Petit-Breton always brought a whiff of class and panache to proceedings and was much admired by Costamagna, aka Magno, who wrote a eulogy in Gazzetta to the departing Franco-Argentinian: ‘The best of the class. A superior man of great class, a courageous and fair athlete; a perfect gentleman … this magnificent champion, truly an expression of the Latin race … his elegant silhouette, an attractive figure of a lord competing with dignity on the field of professional glory and money was saluted everywhere with true sporting enthusiasm.’

With Petit-Breton’s challenge alas coming to nothing the field was clear for Galetti although there was a flurry of excitement later on stage 11 when a herd of water buffalo charged the peloton and caused much disruption and dismay to the tired riders. Dispirited towards the end of a very long race, the riders staged a strike and decided to finish the race in Pompeii, some way short of the official finish line in Naples where a large crowd had gathered. They later promenaded into Naples and received a very boisterous reception from the unhappy crowd. The race finished without further controversy back in Rome after a routine stage 12 although it is worth noting that the rock-solid Rossignoli would have again taken GC – by some 33 minutes – had accumulated time been the criterion.

Following the aberration of the 1912 ‘Team Giro’ it was back to a more normal format in 1913 and Gazzetta had clearly not been too discouraged by its moment of madness because they continued to publish on a daily basis. Cycling was still its staple diet although football was beginning to make modest inroads. The 1913 Giro was the last to be decided by the Points system and was contested entirely by Italians with 99 mustering at the start in Milan ahead of the 341km ride to Genoa. Italy’s war with Turkey, which resulted in them annexing Libya, had garnered much international disapproval and there was an unofficial boycotting of the event during these two years. The eventual winner of the race, Carlo Oriani, was a cyclist whose career had been interrupted by army service, having finished fifth in the 1909 Giro before he joined one of the Bike Divisions of the Bersaglieri who were rapidly becoming an important component of the Italian Army.

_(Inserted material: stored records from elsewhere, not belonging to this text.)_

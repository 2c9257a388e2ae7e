use std::{fmt, ops};

/// A set of readiness events returned by a single `epoll_wait` entry.
///
/// **Only readable and writable readiness is guaranteed to be supported on
/// all platforms.** `error` and `hup` should be treated as hints.
///
/// # Examples
///
/// ```
/// use conmgr::epoll::Ready;
///
/// let ready = Ready::readable() | Ready::writable();
///
/// assert!(ready.is_readable());
/// assert!(ready.is_writable());
/// ```
#[derive(Copy, PartialEq, Eq, Clone, PartialOrd, Ord)]
pub struct Ready(usize);

const READABLE: usize = 0b0001;
const WRITABLE: usize = 0b0010;
const ERROR: usize = 0b0100;
const HUP: usize = 0b1000;
const READY_ALL: usize = READABLE | WRITABLE | ERROR | HUP;

impl Ready {
    #[inline]
    pub fn empty() -> Ready {
        Ready(0)
    }

    #[inline]
    pub fn readable() -> Ready {
        Ready(READABLE)
    }

    #[inline]
    pub fn writable() -> Ready {
        Ready(WRITABLE)
    }

    #[inline]
    pub fn error() -> Ready {
        Ready(ERROR)
    }

    /// HUP signifies that a stream peer closed the connection or shut down
    /// its write half.
    #[inline]
    pub fn hup() -> Ready {
        Ready(HUP)
    }

    #[inline]
    pub fn is_empty(&self) -> bool {
        *self == Ready::empty()
    }

    #[inline]
    pub fn is_readable(&self) -> bool {
        self.contains(Ready::readable())
    }

    #[inline]
    pub fn is_writable(&self) -> bool {
        self.contains(Ready::writable())
    }

    #[inline]
    pub fn is_error(&self) -> bool {
        self.contains(Ready(ERROR))
    }

    #[inline]
    pub fn is_hup(&self) -> bool {
        self.contains(Ready(HUP))
    }

    #[inline]
    pub fn insert(&mut self, other: Ready) {
        self.0 |= other.0;
    }

    #[inline]
    pub fn remove(&mut self, other: Ready) {
        self.0 &= !other.0;
    }

    /// True if `self` is a superset of `other`.
    #[inline]
    pub fn contains(&self, other: Ready) -> bool {
        (*self & other) == other
    }

    pub fn as_usize(&self) -> usize {
        self.0
    }
}

impl ops::BitOr for Ready {
    type Output = Ready;

    #[inline]
    fn bitor(self, other: Ready) -> Ready {
        Ready(self.0 | other.0)
    }
}

impl ops::BitXor for Ready {
    type Output = Ready;

    #[inline]
    fn bitxor(self, other: Ready) -> Ready {
        Ready(self.0 ^ other.0)
    }
}

impl ops::BitAnd for Ready {
    type Output = Ready;

    #[inline]
    fn bitand(self, other: Ready) -> Ready {
        Ready(self.0 & other.0)
    }
}

impl ops::Sub for Ready {
    type Output = Ready;

    #[inline]
    fn sub(self, other: Ready) -> Ready {
        Ready(self.0 & !other.0)
    }
}

impl ops::Not for Ready {
    type Output = Ready;

    #[inline]
    fn not(self) -> Ready {
        Ready(!self.0 & READY_ALL)
    }
}

impl From<usize> for Ready {
    fn from(event: usize) -> Ready {
        Ready(event)
    }
}

impl fmt::Debug for Ready {
    fn fmt(&self, fmt: &mut fmt::Formatter) -> fmt::Result {
        let mut one = false;
        let flags = [
            (Ready::readable(), "Readable"),
            (Ready::writable(), "Writable"),
            (Ready(ERROR), "Error"),
            (Ready(HUP), "Hup"),
        ];

        write!(fmt, "Ready {{")?;

        for &(flag, msg) in &flags {
            if self.contains(flag) {
                if one {
                    write!(fmt, " | ")?
                }
                write!(fmt, "{}", msg)?;

                one = true
            }
        }

        write!(fmt, "}}")
    }
}
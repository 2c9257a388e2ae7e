//! Thin wrapper over `epoll::Epoll` implementing the Poll Controller
//! contract from `spec.md` §4.1: link/relink/unlink interest by fd, and an
//! `interrupt()` that unblocks a concurrently-blocked `poll()`.

use std::os::unix::io::RawFd;
use std::time::Duration;

use crate::connection::PollingKind;
use crate::epoll::{Epoll, EpollOpt, Events, Ready, Token};
use crate::error::{ConMgrError, Result};
use crate::waker::Waker;

/// Reserved token for the controller's own wakeup fd; never handed out to
/// callers of `link_fd`.
pub const WAKE_TOKEN: Token = Token(usize::MAX);

#[derive(Debug, Clone, Copy, PartialEq, Eq)]
pub enum LinkOutcome {
    Linked,
    /// The fd cannot be polled (e.g. a regular file, `EPERM` from
    /// `epoll_ctl`). Sticky: callers latch `*_unsupported` on the
    /// connection and stop attempting to relink that half.
    Unsupported,
}

pub struct PollController {
    epoll: Epoll,
    waker: Waker,
}

fn to_ready(kind: PollingKind) -> Option<Ready> {
    use PollingKind::*;
    match kind {
        PollingKind::None => None,
        ReadOnly => Some(Ready::readable()),
        WriteOnly => Some(Ready::writable()),
        ReadWrite => Some(Ready::readable() | Ready::writable()),
        Connected => Some(Ready::writable()),
        Listen => Some(Ready::readable()),
    }
}

impl PollController {
    pub fn new() -> Result<PollController> {
        let epoll = Epoll::new().unwrap_or_else(|e| ConMgrError::fatal(e.to_string()));
        let waker = Waker::new().unwrap_or_else(|e| ConMgrError::fatal(e.to_string()));

        epoll
            .add(&waker, WAKE_TOKEN, Ready::readable(), EpollOpt::level())
            .unwrap_or_else(|e| ConMgrError::fatal(format!("registering wakeup fd: {}", e)));

        Ok(PollController { epoll, waker })
    }

    /// Register interest for `fd` under `token`. A `kind` of `None` instead
    /// unlinks the fd — `epoll_ctl` itself rejects an empty interest set.
    pub fn link_fd(&self, fd: RawFd, kind: PollingKind, token: Token) -> Result<LinkOutcome> {
        let ready = match to_ready(kind) {
            Some(r) => r,
            None => {
                self.unlink_fd(fd)?;
                return Ok(LinkOutcome::Linked);
            }
        };

        match self.epoll.add(&fd, token, ready, EpollOpt::level()) {
            Ok(()) => Ok(LinkOutcome::Linked),
            Err(e) if e.raw_os_error() == Some(libc::EPERM) => Ok(LinkOutcome::Unsupported),
            Err(e) => ConMgrError::fatal(format!("registering fd {}: {}", fd, e)),
        }
    }

    pub fn relink_fd(&self, fd: RawFd, kind: PollingKind, token: Token) -> Result<LinkOutcome> {
        let ready = match to_ready(kind) {
            Some(r) => r,
            None => {
                self.unlink_fd(fd)?;
                return Ok(LinkOutcome::Linked);
            }
        };

        match self.epoll.modify(&fd, token, ready, EpollOpt::level()) {
            Ok(()) => Ok(LinkOutcome::Linked),
            Err(e) if e.raw_os_error() == Some(libc::EPERM) => Ok(LinkOutcome::Unsupported),
            Err(e) => ConMgrError::fatal(format!("relinking fd {}: {}", fd, e)),
        }
    }

    pub fn unlink_fd(&self, fd: RawFd) -> Result<()> {
        match self.epoll.delete(&fd) {
            Ok(()) => Ok(()),
            Err(e) if e.raw_os_error() == Some(libc::ENOENT) => Ok(()),
            Err(e) => ConMgrError::fatal(format!("unlinking fd {}: {}", fd, e)),
        }
    }

    /// Cause a concurrently-blocked `poll()` to return immediately.
    pub fn interrupt(&self) -> Result<()> {
        self.waker
            .wakeup()
            .unwrap_or_else(|e| ConMgrError::fatal(e.to_string()));
        Ok(())
    }

    /// Block until readiness or `interrupt()`. The wakeup token
    /// (`WAKE_TOKEN`) may appear in `events`; callers filter it out and
    /// call `Waker::finish` once drained.
    pub fn poll(&self, events: &mut Events, timeout: Option<Duration>) -> Result<usize> {
        Ok(self
            .epoll
            .wait(events, timeout)
            .unwrap_or_else(|e| ConMgrError::fatal(format!("epoll_wait: {}", e))))
    }

    pub fn ack_wake(&self) -> Result<()> {
        self.waker
            .finish()
            .unwrap_or_else(|e| ConMgrError::fatal(e.to_string()));
        Ok(())
    }
}

#[cfg(test)]
mod test {
    use super::*;
    use crate::epoll::{Events, Token};

    #[test]
    fn interrupt_wakes_a_blocked_poll() {
        let controller = PollController::new().unwrap();
        controller.interrupt().unwrap();

        let mut events = Events::with_capacity(8);
        let n = controller.poll(&mut events, None).unwrap();
        assert!(n >= 1);
        assert!(events.iter().any(|e| e.token() == WAKE_TOKEN));
        controller.ack_wake().unwrap();
    }

    #[test]
    fn none_kind_unlinks_rather_than_links() {
        let controller = PollController::new().unwrap();
        // fd 0 (stdin) is always a valid, already-open fd in test harnesses.
        let outcome = controller
            .link_fd(0, PollingKind::None, Token(1))
            .unwrap();
        assert_eq!(outcome, LinkOutcome::Linked);
    }
}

On his return to cycling action, having served in Libya, Oriani answered a late call to ride for the army team in 1912 and won the Giro di Lombardia on 27 October 1912, nine days after he had been demobbed following the cessation of hostilities. Although he didn’t win a stage in the 1913 Giro his consistency was difficult to match and Oriani eventually finished six points ahead of Eberardo Pavesi with Giuseppe Azzini in third. Galetti, seeking a fourth Giro title in as many years, had not looked in prime form at the start and in any case was forced to abandon during stage four with a damaged ankle.

Ganna dug deep to finish fifth overall while the 1913 Giro was also notable for the first appearance of a 20-year-old Costante Girardengo who finished sixth in GC having also won the Italian championship earlier in the season. The Giro was to hear much more about the man from Novi Ligure in the coming years.

The 1913 Giro was the crowning achievement for Oriani who was, alas, one of the many professional cyclists to lose their lives in the First World War, killed at the Battle of Caporetto in fierce fighting at the Piave River on or around 10 November near Kobarid in what is now Slovenia. Oriani didn’t succumb to wounds received; rather, he died of pneumonia after spending a long time in the icy waters of the Piave. Some reports say he was forced to try and swim the river to escape German and Austro-Hungarian forces while others suggest he dived in in an attempt to save a drowning colleague. He was taken to hospital and fought bravely for his life but eventually died on 3 December 1917, soon after his wife had arrived.

Even amidst the catastrophe of the rout at Caporetto his death touched the nation, or at least the cycling fans. Rather than allow him to be buried in a mass grave in the region, Gazzetta raised the funds via donations to the newspaper for the body of its former Giro champion to be transported back home; Oriani was eventually buried in Sesto San Giovanni just south of Cinisello Balsamo where he had spent much of his childhood.